▶
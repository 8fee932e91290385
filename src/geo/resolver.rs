//! Location-code → centroid resolution.
//!
//! The index is built once per run from the curated geo-unit table and is
//! read-only afterwards. A miss is an error the caller must handle — there is
//! deliberately no constant fallback here: an earlier design that silently
//! substituted a default coordinate degraded two-thirds of a production
//! matrix to one value before anyone noticed.

use std::collections::HashMap;

use tracing::warn;

use crate::domain::{Coord, GeoUnit};
use crate::error::{AppError, ErrorKind};

/// Read-only location-code → centroid table.
#[derive(Debug, Clone)]
pub struct CoordinateIndex {
    coords: HashMap<String, Coord>,
}

impl CoordinateIndex {
    /// Build the index from the geo-unit reference table.
    ///
    /// Codes are normalized to 5 digits (left-padded) to match the curated
    /// table's format.
    pub fn from_units(units: &[GeoUnit]) -> Self {
        let coords = units
            .iter()
            .map(|u| (normalize_code(&u.id), u.coord()))
            .collect();
        CoordinateIndex { coords }
    }

    pub fn len(&self) -> usize {
        self.coords.len()
    }

    pub fn is_empty(&self) -> bool {
        self.coords.is_empty()
    }

    /// Resolve a location code to its centroid.
    ///
    /// A miss is logged and returned as `UnknownLocation`; the caller decides
    /// whether to exclude the pair, abort, or report.
    pub fn resolve(&self, code: &str) -> Result<Coord, AppError> {
        let key = normalize_code(code);
        match self.coords.get(&key) {
            Some(&coord) => Ok(coord),
            None => {
                warn!(code = %code, "unresolved location code");
                Err(AppError::new(
                    ErrorKind::UnknownLocation,
                    format!("Unknown location code: {code}"),
                ))
            }
        }
    }
}

/// Left-pad numeric codes to 5 characters, matching the curated table.
fn normalize_code(code: &str) -> String {
    let trimmed = code.trim();
    if trimmed.len() >= 5 || !trimmed.chars().all(|c| c.is_ascii_digit()) {
        return trimmed.to_string();
    }
    format!("{trimmed:0>5}")
}

#[cfg(test)]
mod tests {
    use super::*;

    fn unit(id: &str, lat: f64, lon: f64) -> GeoUnit {
        GeoUnit {
            id: id.to_string(),
            lat,
            lon,
            population: 1000,
            region: id.chars().take(3).collect(),
        }
    }

    #[test]
    fn resolves_known_code() {
        let index = CoordinateIndex::from_units(&[unit("94110", 37.75, -122.41)]);
        let coord = index.resolve("94110").unwrap();
        assert_eq!(coord.lat, 37.75);
        assert_eq!(coord.lon, -122.41);
    }

    #[test]
    fn pads_short_numeric_codes() {
        let index = CoordinateIndex::from_units(&[unit("00601", 18.18, -66.75)]);
        assert!(index.resolve("601").is_ok());
    }

    #[test]
    fn unknown_code_is_an_error_not_a_default() {
        let index = CoordinateIndex::from_units(&[unit("94110", 37.75, -122.41)]);
        let err = index.resolve("99999").unwrap_err();
        assert_eq!(err.kind(), ErrorKind::UnknownLocation);
        assert!(err.to_string().contains("99999"));
    }
}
◀
■ **Assignment**:
Print all the data exactly.

■ **Solution**:
repository 8fee932e91290385
filename src/geo/resolver.rs
//! Location-code → centroid resolution.
//!
//! The index is built once per run from the curated geo-unit table and is
//! read-only afterwards. A miss is an error the caller must handle — there is
//! deliberately no constant fallback here: an earlier design that silently
//! substituted a default coordinate degraded two-thirds of a production
//! matrix to one value before anyone noticed.

use std::collections::HashMap;

use tracing::warn;

use crate::domain::{Coord, GeoUnit};
use crate::error::{AppError, ErrorKind};

/// Read-only location-code → centroid table.
#[derive(Debug, Clone)]
pub struct CoordinateIndex {
    coords: HashMap<String, Coord>,
}

impl CoordinateIndex {
    /// Build the index from the geo-unit reference table.
    ///
    /// Codes are normalized to 5 digits (left-padded) to match the curated
    /// table's format.
    pub fn from_units(units: &[GeoUnit]) -> Self {
        let coords = units
            .iter()
            .map(|u| (normalize_code(&u.id), u.coord()))
            .collect();
        CoordinateIndex { coords }
    }

    pub fn len(&self) -> usize {
        self.coords.len()
    }

    pub fn is_empty(&self) -> bool {
        self.coords.is_empty()
    }

    /// Resolve a location code to its centroid.
    ///
    /// A miss is logged and returned as `UnknownLocation`; the caller decides
    /// whether to exclude the pair, abort, or report.
    pub fn resolve(&self, code: &str) -> Result<Coord, AppError> {
        let key = normalize_code(code);
        match self.coords.get(&key) {
            Some(&coord) => Ok(coord),
            None => {
                warn!(code = %code, "unresolved location code");
                Err(AppError::new(
                    ErrorKind::UnknownLocation,
                    format!("Unknown location code: {code}"),
                ))
            }
        }
    }
}

/// Left-pad numeric codes to 5 characters, matching the curated table.
fn normalize_code(code: &str) -> String {
    let trimmed = code.trim();
    if trimmed.len() >= 5 || !trimmed.chars().all(|c| c.is_ascii_digit()) {
        return trimmed.to_string();
    }
    format!("{trimmed:0>5}")
}

#[cfg(test)]
mod tests {
    use super::*;

    fn unit(id: &str, lat: f64, lon: f64) -> GeoUnit {
        GeoUnit {
            id: id.to_string(),
            lat,
            lon,
            population: 1000,
            region: id.chars().take(3).collect(),
        }
    }

    #[test]
    fn resolves_known_code() {
        let index = CoordinateIndex::from_units(&[unit("94110", 37.75, -122.41)]);
        let coord = index.resolve("94110").unwrap();
        assert_eq!(coord.lat, 37.75);
        assert_eq!(coord.lon, -122.41);
    }

    #[test]
    fn pads_short_numeric_codes() {
        let index = CoordinateIndex::from_units(&[unit("00601", 18.18, -66.75)]);
        assert!(index.resolve("601").is_ok());
    }

    #[test]
    fn unknown_code_is_an_error_not_a_default() {
        let index = CoordinateIndex::from_units(&[unit("94110", 37.75, -122.41)]);
        let err = index.resolve("99999").unwrap_err();
        assert_eq!(err.kind(), ErrorKind::UnknownLocation);
        assert!(err.to_string().contains("99999"));
    }
}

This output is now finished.